→ What you need to do
The data is to be set down once more, exactly as it reads.

....

//! Filter and sort descriptors sent by the data grid.
//!
//! The grid encodes its state as JSON in the `filter` and `sorting` query
//! parameters. Parsing is best effort: anything malformed is dropped and logged
//! at debug level, never reported back as an error.

use serde_json::{Map, Value as JsonValue};
use std::fmt;
use tracing::debug;

/// Comparison requested by a filter.
#[derive(Debug, Clone, Copy, PartialEq, Eq)]
pub enum FilterOperator {
    Equals,
    DoesNotEqual,
    Contains,
}

impl FilterOperator {
    /// Returns the operator name as the grid spells it.
    pub fn as_str(&self) -> &'static str {
        match self {
            Self::Equals => "equals",
            Self::DoesNotEqual => "doesNotEqual",
            Self::Contains => "contains",
        }
    }

    /// Parses an operator name. Matching is exact, like the grid's own names.
    pub fn parse(s: &str) -> Option<Self> {
        match s {
            "equals" => Some(Self::Equals),
            "doesNotEqual" => Some(Self::DoesNotEqual),
            "contains" => Some(Self::Contains),
            _ => None,
        }
    }

    /// SQL comparison operator.
    pub fn sql_operator(&self) -> &'static str {
        match self {
            Self::Equals => "=",
            Self::DoesNotEqual => "!=",
            Self::Contains => "LIKE",
        }
    }
}

impl fmt::Display for FilterOperator {
    fn fmt(&self, f: &mut fmt::Formatter<'_>) -> fmt::Result {
        f.write_str(self.as_str())
    }
}

/// One column filter.
#[derive(Debug, Clone, PartialEq, Eq)]
pub struct FilterDescriptor {
    pub field: String,
    pub operator: FilterOperator,
    pub value: String,
}

impl FilterDescriptor {
    pub fn new(field: impl Into<String>, operator: FilterOperator, value: impl Into<String>) -> Self {
        Self {
            field: field.into(),
            operator,
            value: value.into(),
        }
    }

    /// Builds a descriptor from one grid filter item.
    ///
    /// Returns `None` when the field, operator, or value is missing or empty.
    /// Numbers and booleans are taken in their textual form.
    pub fn from_json(item: &Map<String, JsonValue>) -> Option<Self> {
        let field = item.get("field").and_then(|v| v.as_str()).unwrap_or("");
        let operator = item.get("operator").and_then(|v| v.as_str()).unwrap_or("");

        let value = match item.get("value") {
            Some(JsonValue::String(s)) => s.clone(),
            Some(JsonValue::Number(n)) => n.to_string(),
            Some(JsonValue::Bool(b)) => b.to_string(),
            _ => String::new(),
        };

        if field.is_empty() || operator.is_empty() || value.is_empty() {
            return None;
        }

        let Some(operator) = FilterOperator::parse(operator) else {
            debug!("Ignoring filter on '{}' with unknown operator '{}'", field, operator);
            return None;
        };

        Some(Self::new(field, operator, value))
    }
}

/// Sort direction.
#[derive(Debug, Clone, Copy, PartialEq, Eq)]
pub enum SortDirection {
    Asc,
    Desc,
}

impl SortDirection {
    /// Returns the SQL keyword.
    pub fn as_str(&self) -> &'static str {
        match self {
            Self::Asc => "ASC",
            Self::Desc => "DESC",
        }
    }

    /// Parses a direction case-insensitively.
    pub fn parse(s: &str) -> Option<Self> {
        match s.to_uppercase().as_str() {
            "ASC" => Some(Self::Asc),
            "DESC" => Some(Self::Desc),
            _ => None,
        }
    }
}

impl fmt::Display for SortDirection {
    fn fmt(&self, f: &mut fmt::Formatter<'_>) -> fmt::Result {
        f.write_str(self.as_str())
    }
}

/// One sort key.
#[derive(Debug, Clone, PartialEq, Eq)]
pub struct SortDescriptor {
    pub field: String,
    pub direction: SortDirection,
}

impl SortDescriptor {
    pub fn new(field: impl Into<String>, direction: SortDirection) -> Self {
        Self {
            field: field.into(),
            direction,
        }
    }

    /// Builds a descriptor from one grid sort item (`{"field": .., "sort": ..}`).
    pub fn from_json(item: &Map<String, JsonValue>) -> Option<Self> {
        let field = item.get("field").and_then(|v| v.as_str()).unwrap_or("");
        if field.is_empty() {
            return None;
        }
        let direction = item
            .get("sort")
            .and_then(|v| v.as_str())
            .and_then(SortDirection::parse)?;
        Some(Self::new(field, direction))
    }
}

/// Parses the `filter` query parameter.
///
/// Accepts a JSON list of filter items or the grid's `{"items": [...]}` model.
/// Returns an empty list for empty, malformed, or non-list input.
pub fn parse_filters(raw: &str) -> Vec<FilterDescriptor> {
    let items = match parse_json(raw, "filter") {
        Some(JsonValue::Array(items)) => items,
        Some(JsonValue::Object(mut model)) => match model.remove("items") {
            Some(JsonValue::Array(items)) => items,
            _ => return Vec::new(),
        },
        _ => return Vec::new(),
    };

    items
        .iter()
        .filter_map(|item| item.as_object())
        .filter_map(FilterDescriptor::from_json)
        .collect()
}

/// Parses the `sorting` query parameter.
///
/// Returns an empty list for empty, malformed, or non-list input.
pub fn parse_sorting(raw: &str) -> Vec<SortDescriptor> {
    let Some(JsonValue::Array(items)) = parse_json(raw, "sorting") else {
        return Vec::new();
    };

    items
        .iter()
        .filter_map(|item| item.as_object())
        .filter_map(SortDescriptor::from_json)
        .collect()
}

fn parse_json(raw: &str, param: &str) -> Option<JsonValue> {
    if raw.trim().is_empty() {
        return None;
    }
    match serde_json::from_str::<JsonValue>(raw) {
        Ok(value) => Some(value),
        Err(e) => {
            debug!("Ignoring malformed {} parameter: {}", param, e);
            None
        }
    }
}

....

→ Result
//! Filter and sort descriptors sent by the data grid.
//!
//! The grid encodes its state as JSON in the `filter` and `sorting` query
//! parameters. Parsing is best effort: anything malformed is dropped and logged
//! at debug level, never reported back as an error.

use serde_json::{Map, Value as JsonValue};
use std::fmt;
use tracing::debug;

/// Comparison requested by a filter.
#[derive(Debug, Clone, Copy, PartialEq, Eq)]
pub enum FilterOperator {
    Equals,
    DoesNotEqual,
    Contains,
}

impl FilterOperator {
    /// Returns the operator name as the grid spells it.
    pub fn as_str(&self) -> &'static str {
        match self {
            Self::Equals => "equals",
            Self::DoesNotEqual => "doesNotEqual",
            Self::Contains => "contains",
        }
    }

    /// Parses an operator name. Matching is exact, like the grid's own names.
    pub fn parse(s: &str) -> Option<Self> {
        match s {
            "equals" => Some(Self::Equals),
            "doesNotEqual" => Some(Self::DoesNotEqual),
            "contains" => Some(Self::Contains),
            _ => None,
        }
    }

    /// SQL comparison operator.
    pub fn sql_operator(&self) -> &'static str {
        match self {
            Self::Equals => "=",
            Self::DoesNotEqual => "!=",
            Self::Contains => "LIKE",
        }
    }
}

impl fmt::Display for FilterOperator {
    fn fmt(&self, f: &mut fmt::Formatter<'_>) -> fmt::Result {
        f.write_str(self.as_str())
    }
}

/// One column filter.
#[derive(Debug, Clone, PartialEq, Eq)]
pub struct FilterDescriptor {
    pub field: String,
    pub operator: FilterOperator,
    pub value: String,
}

impl FilterDescriptor {
    pub fn new(field: impl Into<String>, operator: FilterOperator, value: impl Into<String>) -> Self {
        Self {
            field: field.into(),
            operator,
            value: value.into(),
        }
    }

    /// Builds a descriptor from one grid filter item.
    ///
    /// Returns `None` when the field, operator, or value is missing or empty.
    /// Numbers and booleans are taken in their textual form.
    pub fn from_json(item: &Map<String, JsonValue>) -> Option<Self> {
        let field = item.get("field").and_then(|v| v.as_str()).unwrap_or("");
        let operator = item.get("operator").and_then(|v| v.as_str()).unwrap_or("");

        let value = match item.get("value") {
            Some(JsonValue::String(s)) => s.clone(),
            Some(JsonValue::Number(n)) => n.to_string(),
            Some(JsonValue::Bool(b)) => b.to_string(),
            _ => String::new(),
        };

        if field.is_empty() || operator.is_empty() || value.is_empty() {
            return None;
        }

        let Some(operator) = FilterOperator::parse(operator) else {
            debug!("Ignoring filter on '{}' with unknown operator '{}'", field, operator);
            return None;
        };

        Some(Self::new(field, operator, value))
    }
}

/// Sort direction.
#[derive(Debug, Clone, Copy, PartialEq, Eq)]
pub enum SortDirection {
    Asc,
    Desc,
}

impl SortDirection {
    /// Returns the SQL keyword.
    pub fn as_str(&self) -> &'static str {
        match self {
            Self::Asc => "ASC",
            Self::Desc => "DESC",
        }
    }

    /// Parses a direction case-insensitively.
    pub fn parse(s: &str) -> Option<Self> {
        match s.to_uppercase().as_str() {
            "ASC" => Some(Self::Asc),
            "DESC" => Some(Self::Desc),
            _ => None,
        }
    }
}

impl fmt::Display for SortDirection {
    fn fmt(&self, f: &mut fmt::Formatter<'_>) -> fmt::Result {
        f.write_str(self.as_str())
    }
}

/// One sort key.
#[derive(Debug, Clone, PartialEq, Eq)]
pub struct SortDescriptor {
    pub field: String,
    pub direction: SortDirection,
}

impl SortDescriptor {
    pub fn new(field: impl Into<String>, direction: SortDirection) -> Self {
        Self {
            field: field.into(),
            direction,
        }
    }

    /// Builds a descriptor from one grid sort item (`{"field": .., "sort": ..}`).
    pub fn from_json(item: &Map<String, JsonValue>) -> Option<Self> {
        let field = item.get("field").and_then(|v| v.as_str()).unwrap_or("");
        if field.is_empty() {
            return None;
        }
        let direction = item
            .get("sort")
            .and_then(|v| v.as_str())
            .and_then(SortDirection::parse)?;
        Some(Self::new(field, direction))
    }
}

/// Parses the `filter` query parameter.
///
/// Accepts a JSON list of filter items or the grid's `{"items": [...]}` model.
/// Returns an empty list for empty, malformed, or non-list input.
pub fn parse_filters(raw: &str) -> Vec<FilterDescriptor> {
    let items = match parse_json(raw, "filter") {
        Some(JsonValue::Array(items)) => items,
        Some(JsonValue::Object(mut model)) => match model.remove("items") {
            Some(JsonValue::Array(items)) => items,
            _ => return Vec::new(),
        },
        _ => return Vec::new(),
    };

    items
        .iter()
        .filter_map(|item| item.as_object())
        .filter_map(FilterDescriptor::from_json)
        .collect()
}

/// Parses the `sorting` query parameter.
///
/// Returns an empty list for empty, malformed, or non-list input.
pub fn parse_sorting(raw: &str) -> Vec<SortDescriptor> {
    let Some(JsonValue::Array(items)) = parse_json(raw, "sorting") else {
        return Vec::new();
    };

    items
        .iter()
        .filter_map(|item| item.as_object())
        .filter_map(SortDescriptor::from_json)
        .collect()
}

fn parse_json(raw: &str, param: &str) -> Option<JsonValue> {
    if raw.trim().is_empty() {
        return None;
    }
    match serde_json::from_str::<JsonValue>(raw) {
        Ok(value) => Some(value),
        Err(e) => {
            debug!("Ignoring malformed {} parameter: {}", param, e);
            None
        }
    }
}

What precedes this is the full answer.